Ce qui différencie cette méthode de la fabrication traditionnelle, c’est aussi et avant tout les matériaux utilisés. Le pain de mousse est remplacé par une structure creuse en 3D fabriquée à partir de déchets plastiques. Par dessus est ajoutée de la fibre de basalte (de la roche fondue en provenance de Belgique, transformée en filament puis en tissu, dont la performance mécanique équivaut celle du kevlar (un polymère thermoplastique)) et de la résine végétale (faite à partir d’huile de lin en provenance des Martigues dans les bouches du rhône et Lunel dans l’Hérault). La fibre et la résine permettent la résistance mécanique et l’étanchéité de la planche.
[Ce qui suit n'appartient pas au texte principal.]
//! Tanah Garapan (land occupancy) register entity

use sea_orm::entity::prelude::*;
use serde::{Deserialize, Serialize};

#[derive(Clone, Debug, PartialEq, Eq, DeriveEntityModel, Serialize, Deserialize)]
#[sea_orm(table_name = "tanah_garapan_entries")]
pub struct Model {
    #[sea_orm(primary_key)]
    pub id: i32,

    #[sea_orm(unique)]
    pub uuid: Uuid,

    /// Logical grouping key; not constrained
    #[sea_orm(indexed)]
    pub letak_tanah: String,

    pub nama_pemegang_hak: String,

    pub letter_c: String,

    pub nomor_surat_keterangan_garapan: String,

    pub luas: i32,

    pub keterangan: Option<String>,

    pub created_at: DateTimeUtc,
}

#[derive(Copy, Clone, Debug, EnumIter, DeriveRelation)]
pub enum Relation {}

impl ActiveModelBehavior for ActiveModel {}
Les déchets plastiques utilisés lors de la fabrication sont issus du milieu médical. Pour rappel, 1 hôpital produit autant de déchet qu’une ville, soit une production de 700 000 tonnes par an de déchets de toutes sortes. Le milieu médical est donc une source intarissable de déchets plastiques, d’où l’intérêt et l’urgence de trouver une solution pour les recycler. Yuyo récupère ainsi des plateaux à usage unique utilisés pour stériliser les outils de chirurgie. Ils sont fait à partir de PET (un polymer de polyester saturé, facilement recyclable). [4] Le processus de recyclage du PET est comme suit : on broie le matériau en paillettes que l’on sèche afin de le déshumidifier. On l’extrude ensuite pour former le filament. Le plastique est fondu ce qui permet de le rendre plus maléable et de lui faire prendre la forme souhaitée. Il est finalement étiré puis refroidi pour qu’il se durcisse.
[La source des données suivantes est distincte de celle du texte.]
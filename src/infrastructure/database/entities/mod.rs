//! Sea-ORM entity definitions
//!
//! These map the register's domain models to database tables.

pub mod activity_log;
pub mod attendance;
pub mod certificate;
pub mod tanah_garapan;
pub mod user;

// Re-export all entities
pub use activity_log::Entity as ActivityLog;
pub use attendance::Entity as Attendance;
pub use certificate::Entity as Certificate;
pub use tanah_garapan::Entity as TanahGarapan;
pub use user::Entity as User;

// Re-export active models for easy access
pub use activity_log::ActiveModel as ActivityLogActive;
pub use attendance::ActiveModel as AttendanceActive;
pub use certificate::ActiveModel as CertificateActive;
pub use tanah_garapan::ActiveModel as TanahGarapanActive;
pub use user::ActiveModel as UserActive;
Pour l’instant, ils achètent les bobines de filament faites à partir de ce déchet plastique auprès d’un fournisseur qui fabrique également les plateaux vendus auprès des hôpitaux. Ce même fournisseur récupère ainsi ses propres déchets pour les recycler. [5]
Yuyo compte cependant fabriquer eux-même leurs propres bobines de filament d’ici quelques mois après avoir fait l’acquisition de leurs propres machines (1 broyeur, 1 sécheur et 1 extrudeur) auprès de leur fournisseur 3devo pour transformer le plastique en filament. Ils ont également la volonté à long terme de créer leur propre filière locale de retraitement en travaillant directement avec les hôpitaux locaux de Montpellier. Aujourd’hui les déchets des hôpitaux sont soit enfouis, soit incinérés, soit envoyés à l’étranger, il n’existe donc pas encore de solution locale.
Il y a en outre deux enjeux pour la matière recyclée : il faut qu’elle soit de qualité pour assurer une régularité de la matière ainsi que les performances mécaniques de la planche de surf. Il faut aussi de la transparence auprès des clients : Yuyo doit et veut pouvoir dire d’où provient chaque matériau qu’ils achètent.
Les prix des planches Yuyo sont équivalents à ceux d’un artisan shaper qui fait du sur mesure : le prix des planches varient entre 700 et 800 € et peuvent monter au-delà de 1000 €.
Il est impossible de rivaliser avec les grands producteurs de planches en prenant en compte que qu’un demi conteneur de planches permet de revendre des planches à $150 la pièce.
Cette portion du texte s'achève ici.